··· Exercise inputs
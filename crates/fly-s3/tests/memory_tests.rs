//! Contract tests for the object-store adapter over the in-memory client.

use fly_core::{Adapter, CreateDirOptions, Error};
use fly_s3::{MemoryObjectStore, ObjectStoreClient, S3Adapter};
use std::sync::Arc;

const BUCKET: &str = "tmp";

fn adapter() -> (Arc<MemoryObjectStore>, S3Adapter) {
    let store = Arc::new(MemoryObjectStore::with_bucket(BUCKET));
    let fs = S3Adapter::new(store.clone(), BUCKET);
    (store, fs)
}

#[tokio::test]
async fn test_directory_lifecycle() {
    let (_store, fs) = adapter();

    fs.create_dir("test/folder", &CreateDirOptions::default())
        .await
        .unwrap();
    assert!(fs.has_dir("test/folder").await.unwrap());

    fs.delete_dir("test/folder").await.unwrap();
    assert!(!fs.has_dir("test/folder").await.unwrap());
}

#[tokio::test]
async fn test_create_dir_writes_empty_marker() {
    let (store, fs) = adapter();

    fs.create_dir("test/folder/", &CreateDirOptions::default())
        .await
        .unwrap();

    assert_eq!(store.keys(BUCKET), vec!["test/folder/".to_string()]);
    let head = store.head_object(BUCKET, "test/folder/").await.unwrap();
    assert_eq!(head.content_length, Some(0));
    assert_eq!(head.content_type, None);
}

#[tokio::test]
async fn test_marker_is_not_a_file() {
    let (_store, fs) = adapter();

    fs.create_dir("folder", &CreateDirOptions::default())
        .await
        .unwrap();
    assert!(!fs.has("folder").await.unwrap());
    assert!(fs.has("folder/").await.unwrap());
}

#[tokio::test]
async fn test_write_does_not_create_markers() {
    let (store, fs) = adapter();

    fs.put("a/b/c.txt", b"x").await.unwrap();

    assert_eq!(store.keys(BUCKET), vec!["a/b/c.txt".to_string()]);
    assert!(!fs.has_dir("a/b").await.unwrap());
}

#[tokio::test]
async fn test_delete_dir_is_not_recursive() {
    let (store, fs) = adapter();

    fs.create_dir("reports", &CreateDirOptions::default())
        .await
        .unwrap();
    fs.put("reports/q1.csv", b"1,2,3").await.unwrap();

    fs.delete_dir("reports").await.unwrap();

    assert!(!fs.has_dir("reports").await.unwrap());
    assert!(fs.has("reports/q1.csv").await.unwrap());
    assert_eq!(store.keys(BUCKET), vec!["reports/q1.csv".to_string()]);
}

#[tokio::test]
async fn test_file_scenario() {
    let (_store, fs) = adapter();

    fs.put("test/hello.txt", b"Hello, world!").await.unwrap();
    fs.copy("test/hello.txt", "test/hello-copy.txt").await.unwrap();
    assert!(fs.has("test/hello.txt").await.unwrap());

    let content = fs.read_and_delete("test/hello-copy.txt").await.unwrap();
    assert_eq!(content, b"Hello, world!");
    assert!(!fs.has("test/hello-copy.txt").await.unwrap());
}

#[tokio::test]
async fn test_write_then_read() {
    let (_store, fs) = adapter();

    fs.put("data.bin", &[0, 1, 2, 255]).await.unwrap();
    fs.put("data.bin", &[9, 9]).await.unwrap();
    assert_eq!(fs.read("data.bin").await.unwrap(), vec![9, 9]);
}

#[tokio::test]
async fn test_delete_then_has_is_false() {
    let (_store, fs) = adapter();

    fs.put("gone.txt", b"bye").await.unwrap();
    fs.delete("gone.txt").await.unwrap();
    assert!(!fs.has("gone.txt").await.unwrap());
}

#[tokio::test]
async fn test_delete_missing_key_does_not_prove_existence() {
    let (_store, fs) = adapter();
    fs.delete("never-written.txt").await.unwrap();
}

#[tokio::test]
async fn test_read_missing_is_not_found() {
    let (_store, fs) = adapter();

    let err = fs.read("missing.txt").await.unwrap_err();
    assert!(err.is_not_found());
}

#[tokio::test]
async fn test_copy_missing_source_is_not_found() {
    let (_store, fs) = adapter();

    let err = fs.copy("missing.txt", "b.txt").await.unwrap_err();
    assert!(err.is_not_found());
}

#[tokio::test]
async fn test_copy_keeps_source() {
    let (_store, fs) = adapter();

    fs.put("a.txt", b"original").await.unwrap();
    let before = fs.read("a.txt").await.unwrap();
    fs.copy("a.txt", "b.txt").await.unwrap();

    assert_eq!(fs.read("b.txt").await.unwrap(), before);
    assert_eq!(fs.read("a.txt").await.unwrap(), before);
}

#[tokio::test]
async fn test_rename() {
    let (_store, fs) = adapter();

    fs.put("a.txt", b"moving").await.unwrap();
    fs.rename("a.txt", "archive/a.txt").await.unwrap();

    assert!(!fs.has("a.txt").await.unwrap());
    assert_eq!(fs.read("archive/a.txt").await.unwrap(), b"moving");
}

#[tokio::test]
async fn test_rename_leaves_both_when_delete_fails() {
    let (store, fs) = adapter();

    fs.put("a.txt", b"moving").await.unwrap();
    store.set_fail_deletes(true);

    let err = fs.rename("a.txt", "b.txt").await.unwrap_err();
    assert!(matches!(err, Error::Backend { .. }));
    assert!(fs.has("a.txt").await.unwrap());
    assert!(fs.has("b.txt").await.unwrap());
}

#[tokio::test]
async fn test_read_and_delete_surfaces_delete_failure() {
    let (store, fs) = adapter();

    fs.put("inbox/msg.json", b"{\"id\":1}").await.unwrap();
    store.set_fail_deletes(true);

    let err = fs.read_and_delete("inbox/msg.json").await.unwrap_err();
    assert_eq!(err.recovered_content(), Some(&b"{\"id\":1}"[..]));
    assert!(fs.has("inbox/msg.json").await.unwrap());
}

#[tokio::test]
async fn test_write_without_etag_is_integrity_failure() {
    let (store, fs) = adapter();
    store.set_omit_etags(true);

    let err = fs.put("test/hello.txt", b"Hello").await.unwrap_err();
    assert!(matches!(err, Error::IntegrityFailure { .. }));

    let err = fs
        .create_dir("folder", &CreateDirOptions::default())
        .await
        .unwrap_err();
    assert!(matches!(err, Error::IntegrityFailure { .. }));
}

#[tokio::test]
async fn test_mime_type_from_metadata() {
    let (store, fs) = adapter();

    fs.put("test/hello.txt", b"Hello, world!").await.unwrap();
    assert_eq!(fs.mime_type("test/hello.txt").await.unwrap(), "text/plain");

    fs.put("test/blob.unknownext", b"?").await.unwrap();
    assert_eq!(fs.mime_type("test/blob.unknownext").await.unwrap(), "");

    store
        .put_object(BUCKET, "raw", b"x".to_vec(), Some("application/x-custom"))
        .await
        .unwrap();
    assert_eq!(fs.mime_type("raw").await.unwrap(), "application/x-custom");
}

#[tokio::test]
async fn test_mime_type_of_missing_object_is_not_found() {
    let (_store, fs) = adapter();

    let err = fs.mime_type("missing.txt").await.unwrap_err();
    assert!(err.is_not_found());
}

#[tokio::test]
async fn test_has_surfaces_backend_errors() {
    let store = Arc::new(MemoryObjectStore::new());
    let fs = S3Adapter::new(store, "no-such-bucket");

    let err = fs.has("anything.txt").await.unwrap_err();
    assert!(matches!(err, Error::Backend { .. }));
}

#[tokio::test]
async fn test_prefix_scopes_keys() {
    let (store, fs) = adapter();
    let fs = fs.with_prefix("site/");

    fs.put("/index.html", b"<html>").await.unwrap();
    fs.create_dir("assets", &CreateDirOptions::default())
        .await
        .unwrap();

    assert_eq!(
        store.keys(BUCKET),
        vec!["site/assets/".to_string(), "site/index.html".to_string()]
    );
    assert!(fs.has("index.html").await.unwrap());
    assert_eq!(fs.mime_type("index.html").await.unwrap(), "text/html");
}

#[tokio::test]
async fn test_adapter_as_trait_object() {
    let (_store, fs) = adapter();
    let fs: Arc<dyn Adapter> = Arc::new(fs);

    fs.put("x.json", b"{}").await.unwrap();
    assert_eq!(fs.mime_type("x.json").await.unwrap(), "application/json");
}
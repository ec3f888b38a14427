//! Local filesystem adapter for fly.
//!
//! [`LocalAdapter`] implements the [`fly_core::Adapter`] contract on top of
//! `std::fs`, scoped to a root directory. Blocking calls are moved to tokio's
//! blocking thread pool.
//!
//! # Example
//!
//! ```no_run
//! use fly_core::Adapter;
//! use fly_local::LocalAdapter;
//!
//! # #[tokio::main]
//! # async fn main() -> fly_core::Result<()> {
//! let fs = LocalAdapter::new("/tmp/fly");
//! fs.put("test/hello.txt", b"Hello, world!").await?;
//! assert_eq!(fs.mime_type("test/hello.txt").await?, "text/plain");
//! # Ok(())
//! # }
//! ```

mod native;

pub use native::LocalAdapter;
······
*What to produce*
In the records above, find each line that holds the word "archive"; copy all such lines.

*Solution below*
    fs.rename("a.txt", "archive/a.txt").await.unwrap();
    assert_eq!(fs.read("archive/a.txt").await.unwrap(), b"moving");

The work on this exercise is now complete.